Meurtre d'un kinésithérapeute à Liancourt : l'ex-femme arrêtée !

Meurtre d'un kinésithérapeute à Liancourt : l'ex-femme arrêtée !

Une famille sans histoire qui a explosé après un drame... Six mois après le meurtre d'un kinésithérapeute de 41 ans, originaire de l'Oise, tué d'une balle dans la nuque le 24 août 2021, quatre personnes ont été placées en garde à vue, dont son ex-femme et le fils de celle-ci. Peu avant le meurtre, elles avaient accusé Jean-Christophe Piel, le défunt, d'avoir agressé sexuellement les enfants du couple.

La famille cachait de nombreux secrets ... Après six mois d'enquête, les gendarmes de la brigade de Senlis ont interpellé mardi quatre personnes dans l'affaire du meurtre du kinésithérapeute de Senlis, Jean-Christophe Piel, rapporte le journal Le Parisien. Parmi les suspects figuraient l'ex-femme du défunt, Delphine, et son fils Laurent, qui auraient fait partie du plan funéraire de cet "assassinat en bande organisée".

Mais comment cette famille, que les voisins pensaient discrète, a-t-elle pu en arriver là ? Pour le comprendre, il faut remonter au mois d'août 2021, quelques jours avant le drame. Delphine, mère de trois enfants d'un premier mariage et de deux filles avec Jean-Christophe Piel, a porté plainte pour "violences par conjoint et agressions sexuelles incestueuses sur mineur de moins de 15 ans". Le 16 août, huit jours avant le drame, l'homme a bénéficié d'un non-lieu.

Il a également été mis en examen pour "viol sur mineur de 15 ans et agressions sexuelles incestueuses sur mineur de 15 ans" et est resté sous contrôle judiciaire, mais les poursuites ont été abandonnées à son décès, comme le prévoit la loi. Ces deux plaintes et ces accusations extrêmement graves étaient-elles à l'origine du meurtre ? Delphine voulait-elle protéger ses enfants ?

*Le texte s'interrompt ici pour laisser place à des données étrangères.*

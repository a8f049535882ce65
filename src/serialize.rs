//! Serde framing for both engines.
//!
//! A `GapList` is written as a plain sequence: element count, then the
//! elements in order. A `BigList` is a pair of its block size and that same
//! element sequence. No layout is persisted; reading replays every element
//! through the normal append path.

use std::fmt;
use std::marker::PhantomData;

use serde::Deserialize;
use serde::Deserializer;
use serde::Serialize;
use serde::Serializer;
use serde::de;
use serde::de::DeserializeSeed;
use serde::de::SeqAccess;
use serde::de::Visitor;
use serde::ser::SerializeSeq;
use serde::ser::SerializeTuple;

use crate::big_list::BigList;
use crate::gap_list::GapList;

// --- GapList ---

impl<T: Serialize> Serialize for GapList<T> {
    fn serialize<S: Serializer>(&self, serializer: S) -> Result<S::Ok, S::Error> {
        let mut seq = serializer.serialize_seq(Some(self.len()))?;
        for elem in self.iter() {
            seq.serialize_element(elem)?;
        }
        return seq.end();
    }
}

struct GapListVisitor<T> {
    marker: PhantomData<T>,
}

impl<'de, T: Deserialize<'de>> Visitor<'de> for GapListVisitor<T> {
    type Value = GapList<T>;

    fn expecting(&self, f: &mut fmt::Formatter<'_>) -> fmt::Result {
        return f.write_str("a sequence of elements");
    }

    fn visit_seq<A: SeqAccess<'de>>(self, mut seq: A) -> Result<GapList<T>, A::Error> {
        // Length prefixes are untrusted.
        let capacity = seq.size_hint().unwrap_or(0).min(4096);
        let mut list = GapList::with_capacity(capacity);
        while let Some(elem) = seq.next_element()? {
            let at = list.len();
            list.do_insert(at, elem);
        }
        return Ok(list);
    }
}

impl<'de, T: Deserialize<'de>> Deserialize<'de> for GapList<T> {
    fn deserialize<D: Deserializer<'de>>(deserializer: D) -> Result<GapList<T>, D::Error> {
        return deserializer.deserialize_seq(GapListVisitor { marker: PhantomData });
    }
}

// --- BigList ---

struct Elements<'a, T> {
    list: &'a BigList<T>,
}

impl<T: Serialize> Serialize for Elements<'_, T> {
    fn serialize<S: Serializer>(&self, serializer: S) -> Result<S::Ok, S::Error> {
        let mut seq = serializer.serialize_seq(Some(self.list.len()))?;
        for elem in self.list.iter() {
            seq.serialize_element(elem)?;
        }
        return seq.end();
    }
}

impl<T: Serialize> Serialize for BigList<T> {
    fn serialize<S: Serializer>(&self, serializer: S) -> Result<S::Ok, S::Error> {
        let mut tuple = serializer.serialize_tuple(2)?;
        tuple.serialize_element(&self.block_size())?;
        tuple.serialize_element(&Elements { list: self })?;
        return tuple.end();
    }
}

/// Appends a serialized element sequence to an existing list.
struct AppendElements<'a, T> {
    list: &'a mut BigList<T>,
}

impl<'de, T> DeserializeSeed<'de> for AppendElements<'_, T>
where
    T: Deserialize<'de> + Clone,
{
    type Value = ();

    fn deserialize<D: Deserializer<'de>>(self, deserializer: D) -> Result<(), D::Error> {
        return deserializer.deserialize_seq(self);
    }
}

impl<'de, T> Visitor<'de> for AppendElements<'_, T>
where
    T: Deserialize<'de> + Clone,
{
    type Value = ();

    fn expecting(&self, f: &mut fmt::Formatter<'_>) -> fmt::Result {
        return f.write_str("a sequence of elements");
    }

    fn visit_seq<A: SeqAccess<'de>>(self, mut seq: A) -> Result<(), A::Error> {
        while let Some(elem) = seq.next_element()? {
            let at = self.list.len();
            self.list.do_insert(at, elem);
        }
        return Ok(());
    }
}

struct BigListVisitor<T> {
    marker: PhantomData<T>,
}

impl<'de, T> Visitor<'de> for BigListVisitor<T>
where
    T: Deserialize<'de> + Clone,
{
    type Value = BigList<T>;

    fn expecting(&self, f: &mut fmt::Formatter<'_>) -> fmt::Result {
        return f.write_str("a block size followed by a sequence of elements");
    }

    fn visit_seq<A: SeqAccess<'de>>(self, mut seq: A) -> Result<BigList<T>, A::Error> {
        let block_size: usize = match seq.next_element()? {
            Some(block_size) => block_size,
            None => return Err(de::Error::invalid_length(0, &self)),
        };
        if block_size == 0 {
            return Err(de::Error::invalid_value(
                de::Unexpected::Unsigned(0),
                &"a positive block size",
            ));
        }
        let mut list = BigList::with_block_size(block_size);
        if seq.next_element_seed(AppendElements { list: &mut list })?.is_none() {
            return Err(de::Error::invalid_length(1, &self));
        }
        return Ok(list);
    }
}

impl<'de, T> Deserialize<'de> for BigList<T>
where
    T: Deserialize<'de> + Clone,
{
    fn deserialize<D: Deserializer<'de>>(deserializer: D) -> Result<BigList<T>, D::Error> {
        return deserializer.deserialize_tuple(2, BigListVisitor { marker: PhantomData });
    }
}

#[cfg(test)]
mod tests {
    use super::*;

    use crate::sequence::Sequence;

    #[test]
    fn gap_list_framing() {
        let mut list: GapList<i32> = (0..6).collect();
        list.insert(3, 99).unwrap();
        let json = serde_json::to_string(&list).unwrap();
        assert_eq!(json, "[0,1,2,99,3,4,5]");
        let back: GapList<i32> = serde_json::from_str(&json).unwrap();
        assert_eq!(back, list);
        back.check_invariants();
    }

    #[test]
    fn big_list_framing() {
        let list: BigList<u32> = {
            let mut list = BigList::with_block_size(4);
            list.extend(0..10);
            list
        };
        let json = serde_json::to_string(&list).unwrap();
        assert_eq!(json, "[4,[0,1,2,3,4,5,6,7,8,9]]");
        let back: BigList<u32> = serde_json::from_str(&json).unwrap();
        assert_eq!(back.block_size(), 4);
        assert_eq!(back, list);
        back.check_invariants();
    }

    #[test]
    fn zero_block_size_is_rejected() {
        let result: Result<BigList<u32>, _> = serde_json::from_str("[0,[1,2]]");
        assert!(result.is_err());
    }

    #[test]
    fn missing_elements_are_rejected() {
        let result: Result<BigList<u32>, _> = serde_json::from_str("[8]");
        assert!(result.is_err());
    }
}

Les auditions menées en garde à vue pourraient orienter les gendarmes dans cette direction. Interrogée au moment du meurtre, la jeune femme a clamé son innocence mais a évoqué son combat dans Le Parisien : "Je ne suis pas triste pour lui, je suis triste pour mes enfants. Cela fait trois ans et demi que je me bats pour que justice soit faite, qu'il soit condamné par un tribunal et qu'il aille en prison. Mais à cause de sa mort, mes enfants n'auront jamais cette chance".

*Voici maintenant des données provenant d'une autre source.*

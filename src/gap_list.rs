//! Gap List
//!
//! A circular array with one relocatable free region (the gap). Edits
//! close to the previous edit only move the elements between the gap and
//! the new position, so localized editing is O(1) amortized while random
//! access stays O(1).
//!
//! Layout, for a buffer of capacity `cap`:
//! - Logical element `i` lives at physical slot
//!   `(start + i + (i >= gap_index ? gap_size : 0)) % cap`.
//! - The occupied span starts at `start` and covers `size + gap_size`
//!   slots. Everything outside it is the head/tail free region.
//! - When present, the gap sits strictly inside the data
//!   (`0 < gap_index < size`). A gap that would touch either end is folded
//!   into the free region instead.
//! - Every slot that does not hold an element holds `None`, so removed
//!   elements are dropped immediately.
//!
//! Operations:
//! - get/set: O(1)
//! - insert/remove at either end: O(1) amortized
//! - insert/remove at the gap: O(1)
//! - insert/remove elsewhere: O(distance to the gap, the head or the tail,
//!   whichever is smallest)

use std::cmp::Ordering;
use std::fmt;
use std::hash::Hash;
use std::hash::Hasher;
use std::ops::Index;
use std::ops::Range;

use tracing::trace;

use crate::error::Result;
use crate::error::check_index;
use crate::error::check_insert_index;
use crate::error::check_range;
use crate::sequence::Sequence;
use crate::sequence::SequenceFactory;

/// Capacity floor applied whenever the buffer grows.
pub const DEFAULT_CAPACITY: usize = 10;

/// A gap-buffer sequence over a circular array.
pub struct GapList<T> {
    /// Slot array; its length is the capacity.
    values: Vec<Option<T>>,
    /// Physical slot of logical element 0.
    start: usize,
    /// Number of elements.
    size: usize,
    /// Number of slots in the gap (0 = no gap).
    gap_size: usize,
    /// Logical index the gap sits before. Meaningless when `gap_size == 0`.
    gap_index: usize,
    /// Which end of the gap absorbs the next insertion at `gap_index`.
    /// `true` keeps the gap in front of the new element (repeated inserts
    /// at one index), `false` moves it behind (inserts walking forward).
    gap_add_right: bool,
}

fn occupied<T>(slot: &Option<T>) -> &T {
    match slot {
        Some(elem) => return elem,
        None => panic!("gap list slot read as an element but holds none"),
    }
}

Trois enfants de Delphine, dont deux avaient été adoptés par le kinésithérapeute, auraient été victimes de leur père. Une situation qui a laissé perplexe les voisins, persuadés que l'homme de l'immeuble d'à côté était un homme courtois et gentil. Pour rappel, Jean-Christophe Piel avait reçu une balle dans la nuque à bout portant alors qu'il sortait de la maison, sécateur à la main, pour couper des roses. Il était décédé plusieurs jours plus tard à l'hôpital.